→ **Dataset entries**:
※ ※ ※

//! This file defines the chartstats binary entry point.

use chartstats::app;
use chartstats::cli;
use chartstats::metrics;
use chartstats::server;
use chartstats::tracing;

/// Application entry point
#[tokio::main]
async fn main() {
    let args = cli::parse();
    tracing::init_tracing(&args);
    metrics::register_metrics();
    let service = app::service(&args);
    server::serve(&args, service).await;
    tracing::shutdown_tracing();
}
//! The in-memory song table and its loader.

use crate::error::ChartStatsError;
use crate::models::Song;

use std::fs::File;
use std::io::Read;
use std::path::Path;

use csv::{ReaderBuilder, StringRecord};
use tracing::{error, info};

/// Columns every dataset must provide. `channel` may also be spelt `artist`, which is read only
/// when there is no `channel` column.
const REQUIRED_COLUMNS: [(&str, Option<&str>); 6] = [
    ("title", None),
    ("channel", Some("artist")),
    ("published", None),
    ("views", None),
    ("likes", None),
    ("comments", None),
];

/// An immutable, ordered collection of songs.
///
/// A table is either fully loaded or empty; a partially parsed file is never exposed.
#[derive(Clone, Debug, Default, PartialEq)]
pub struct Table {
    /// Header names of the source file, in file order
    columns: Vec<String>,
    songs: Vec<Song>,
}

impl Table {
    /// Return an empty table with no columns.
    pub fn empty() -> Self {
        Self::default()
    }

    /// Return a table holding `songs`, with the canonical column names.
    pub fn from_songs(songs: Vec<Song>) -> Self {
        let columns = REQUIRED_COLUMNS
            .iter()
            .map(|(name, _)| name.to_string())
            .collect();
        Table { columns, songs }
    }

    /// Parse a table from CSV data with a header row.
    ///
    /// # Arguments
    ///
    /// * `reader`: Source of the CSV data
    pub fn from_reader<R: Read>(reader: R) -> Result<Self, ChartStatsError> {
        let mut rdr = ReaderBuilder::new().has_headers(true).from_reader(reader);
        let columns: Vec<String> = rdr.headers()?.iter().map(str::to_string).collect();
        let has = |column: &str| columns.iter().any(|name| name == column);
        for (column, alias) in REQUIRED_COLUMNS {
            if !has(column) && !alias.is_some_and(has) {
                return Err(ChartStatsError::MissingColumn { column });
            }
        }
        if !has("channel") {
            let headers: StringRecord = columns
                .iter()
                .map(|name| if name == "artist" { "channel" } else { name.as_str() })
                .collect();
            rdr.set_headers(headers);
        }
        let songs = rdr.deserialize().collect::<Result<Vec<Song>, _>>()?;
        Ok(Table { columns, songs })
    }

    /// Parse a table from a CSV file.
    ///
    /// # Arguments
    ///
    /// * `path`: Path to the CSV file
    pub fn from_path<P: AsRef<Path>>(path: P) -> Result<Self, ChartStatsError> {
        let path = path.as_ref();
        let file = File::open(path).map_err(|source| ChartStatsError::DatasetRead {
            path: path.display().to_string(),
            source,
        })?;
        Self::from_reader(file)
    }

    /// Load a table from a CSV file, falling back to an empty table on failure.
    ///
    /// The failure is logged rather than returned so that the service can start and report an
    /// empty dataset.
    pub fn load<P: AsRef<Path>>(path: P) -> Self {
        let path = path.as_ref();
        match Self::from_path(path) {
            Ok(table) => {
                info!(path = %path.display(), songs = table.len(), "Loaded dataset");
                table
            }
            Err(err) => {
                let mut message = err.to_string();
                let mut current = std::error::Error::source(&err);
                while let Some(source) = current {
                    message.push_str(": ");
                    message.push_str(&source.to_string());
                    current = source.source();
                }
                error!(
                    path = %path.display(),
                    kind = %err.kind(),
                    "Error loading dataset, serving an empty table: {}",
                    message
                );
                Self::empty()
            }
        }
    }

    /// Header names of the source file.
    pub fn columns(&self) -> &[String] {
        &self.columns
    }

    /// All songs, in load order.
    pub fn songs(&self) -> &[Song] {
        &self.songs
    }

    pub fn len(&self) -> usize {
        self.songs.len()
    }

    pub fn is_empty(&self) -> bool {
        self.songs.is_empty()
    }

    /// Return the value of a numeric column for every song, in load order.
    pub fn column(&self, field: fn(&Song) -> u64) -> Vec<u64> {
        self.songs.iter().map(field).collect()
    }
}
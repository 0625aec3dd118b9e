//! Command Line Interface (CLI) arguments.

use clap::Parser;

/// Chartstats command line interface
#[derive(Clone, Debug, Parser)]
#[command(version, about)]
pub struct CommandLineArgs {
    /// The IP address on which the server should listen
    #[arg(long, default_value = "0.0.0.0", env = "CHARTSTATS_HOST")]
    pub host: String,
    /// The port to which the server should bind
    #[arg(long, default_value_t = 5000, env = "CHARTSTATS_PORT")]
    pub port: u16,
    /// Flag indicating whether HTTPS should be used
    #[arg(long, default_value_t = false, env = "CHARTSTATS_HTTPS")]
    pub https: bool,
    /// Path to the certificate file to be used for HTTPS encryption
    #[arg(
        long,
        default_value = "~/.config/chartstats/certs/cert.pem",
        env = "CHARTSTATS_CERT_FILE"
    )]
    pub cert_file: String,
    /// Path to the key file to be used for HTTPS encryption
    #[arg(
        long,
        default_value = "~/.config/chartstats/certs/key.pem",
        env = "CHARTSTATS_KEY_FILE"
    )]
    pub key_file: String,
    /// Maximum time in seconds to wait for requests to complete upon receiving `ctrl+c` signal.
    #[arg(long, default_value_t = 60, env = "CHARTSTATS_SHUTDOWN_TIMEOUT")]
    pub graceful_shutdown_timeout: u64,
    /// Whether to enable sending traces to Jaeger.
    #[arg(long, default_value_t = false, env = "CHARTSTATS_ENABLE_JAEGER")]
    pub enable_jaeger: bool,
    /// CSV file holding the chart dataset, loaded once at start-up
    #[arg(
        long,
        default_value = "TOP 100 Songs of 2024 - Billboard Hot 100.csv",
        env = "CHARTSTATS_DATA_FILE"
    )]
    pub data_file: String,
    /// HTML page served at /dashboard
    #[arg(long, default_value = "index.html", env = "CHARTSTATS_DASHBOARD_FILE")]
    pub dashboard_file: String,
}

/// Returns parsed command line arguments.
pub fn parse() -> CommandLineArgs {
    CommandLineArgs::parse()
}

※ ※ ※

→ **TRY IT**:
Nothing but an exact reproduction of the entries is wanted.

→ **RESPONSE**:
//! This file defines the chartstats binary entry point.

use chartstats::app;
use chartstats::cli;
use chartstats::metrics;
use chartstats::server;
use chartstats::tracing;

/// Application entry point
#[tokio::main]
async fn main() {
    let args = cli::parse();
    tracing::init_tracing(&args);
    metrics::register_metrics();
    let service = app::service(&args);
    server::serve(&args, service).await;
    tracing::shutdown_tracing();
}
//! The in-memory song table and its loader.

use crate::error::ChartStatsError;
use crate::models::Song;

use std::fs::File;
use std::io::Read;
use std::path::Path;

use csv::{ReaderBuilder, StringRecord};
use tracing::{error, info};

/// Columns every dataset must provide. `channel` may also be spelt `artist`, which is read only
/// when there is no `channel` column.
const REQUIRED_COLUMNS: [(&str, Option<&str>); 6] = [
    ("title", None),
    ("channel", Some("artist")),
    ("published", None),
    ("views", None),
    ("likes", None),
    ("comments", None),
];

/// An immutable, ordered collection of songs.
///
/// A table is either fully loaded or empty; a partially parsed file is never exposed.
#[derive(Clone, Debug, Default, PartialEq)]
pub struct Table {
    /// Header names of the source file, in file order
    columns: Vec<String>,
    songs: Vec<Song>,
}

impl Table {
    /// Return an empty table with no columns.
    pub fn empty() -> Self {
        Self::default()
    }

    /// Return a table holding `songs`, with the canonical column names.
    pub fn from_songs(songs: Vec<Song>) -> Self {
        let columns = REQUIRED_COLUMNS
            .iter()
            .map(|(name, _)| name.to_string())
            .collect();
        Table { columns, songs }
    }

    /// Parse a table from CSV data with a header row.
    ///
    /// # Arguments
    ///
    /// * `reader`: Source of the CSV data
    pub fn from_reader<R: Read>(reader: R) -> Result<Self, ChartStatsError> {
        let mut rdr = ReaderBuilder::new().has_headers(true).from_reader(reader);
        let columns: Vec<String> = rdr.headers()?.iter().map(str::to_string).collect();
        let has = |column: &str| columns.iter().any(|name| name == column);
        for (column, alias) in REQUIRED_COLUMNS {
            if !has(column) && !alias.is_some_and(has) {
                return Err(ChartStatsError::MissingColumn { column });
            }
        }
        if !has("channel") {
            let headers: StringRecord = columns
                .iter()
                .map(|name| if name == "artist" { "channel" } else { name.as_str() })
                .collect();
            rdr.set_headers(headers);
        }
        let songs = rdr.deserialize().collect::<Result<Vec<Song>, _>>()?;
        Ok(Table { columns, songs })
    }

    /// Parse a table from a CSV file.
    ///
    /// # Arguments
    ///
    /// * `path`: Path to the CSV file
    pub fn from_path<P: AsRef<Path>>(path: P) -> Result<Self, ChartStatsError> {
        let path = path.as_ref();
        let file = File::open(path).map_err(|source| ChartStatsError::DatasetRead {
            path: path.display().to_string(),
            source,
        })?;
        Self::from_reader(file)
    }

    /// Load a table from a CSV file, falling back to an empty table on failure.
    ///
    /// The failure is logged rather than returned so that the service can start and report an
    /// empty dataset.
    pub fn load<P: AsRef<Path>>(path: P) -> Self {
        let path = path.as_ref();
        match Self::from_path(path) {
            Ok(table) => {
                info!(path = %path.display(), songs = table.len(), "Loaded dataset");
                table
            }
            Err(err) => {
                let mut message = err.to_string();
                let mut current = std::error::Error::source(&err);
                while let Some(source) = current {
                    message.push_str(": ");
                    message.push_str(&source.to_string());
                    current = source.source();
                }
                error!(
                    path = %path.display(),
                    kind = %err.kind(),
                    "Error loading dataset, serving an empty table: {}",
                    message
                );
                Self::empty()
            }
        }
    }

    /// Header names of the source file.
    pub fn columns(&self) -> &[String] {
        &self.columns
    }

    /// All songs, in load order.
    pub fn songs(&self) -> &[Song] {
        &self.songs
    }

    pub fn len(&self) -> usize {
        self.songs.len()
    }

    pub fn is_empty(&self) -> bool {
        self.songs.is_empty()
    }

    /// Return the value of a numeric column for every song, in load order.
    pub fn column(&self, field: fn(&Song) -> u64) -> Vec<u64> {
        self.songs.iter().map(field).collect()
    }
}
repository 0625aec3dd118b9e
//! Command Line Interface (CLI) arguments.

use clap::Parser;

/// Chartstats command line interface
#[derive(Clone, Debug, Parser)]
#[command(version, about)]
pub struct CommandLineArgs {
    /// The IP address on which the server should listen
    #[arg(long, default_value = "0.0.0.0", env = "CHARTSTATS_HOST")]
    pub host: String,
    /// The port to which the server should bind
    #[arg(long, default_value_t = 5000, env = "CHARTSTATS_PORT")]
    pub port: u16,
    /// Flag indicating whether HTTPS should be used
    #[arg(long, default_value_t = false, env = "CHARTSTATS_HTTPS")]
    pub https: bool,
    /// Path to the certificate file to be used for HTTPS encryption
    #[arg(
        long,
        default_value = "~/.config/chartstats/certs/cert.pem",
        env = "CHARTSTATS_CERT_FILE"
    )]
    pub cert_file: String,
    /// Path to the key file to be used for HTTPS encryption
    #[arg(
        long,
        default_value = "~/.config/chartstats/certs/key.pem",
        env = "CHARTSTATS_KEY_FILE"
    )]
    pub key_file: String,
    /// Maximum time in seconds to wait for requests to complete upon receiving `ctrl+c` signal.
    #[arg(long, default_value_t = 60, env = "CHARTSTATS_SHUTDOWN_TIMEOUT")]
    pub graceful_shutdown_timeout: u64,
    /// Whether to enable sending traces to Jaeger.
    #[arg(long, default_value_t = false, env = "CHARTSTATS_ENABLE_JAEGER")]
    pub enable_jaeger: bool,
    /// CSV file holding the chart dataset, loaded once at start-up
    #[arg(
        long,
        default_value = "TOP 100 Songs of 2024 - Billboard Hot 100.csv",
        env = "CHARTSTATS_DATA_FILE"
    )]
    pub data_file: String,
    /// HTML page served at /dashboard
    #[arg(long, default_value = "index.html", env = "CHARTSTATS_DASHBOARD_FILE")]
    pub dashboard_file: String,
}

/// Returns parsed command line arguments.
pub fn parse() -> CommandLineArgs {
    CommandLineArgs::parse()
}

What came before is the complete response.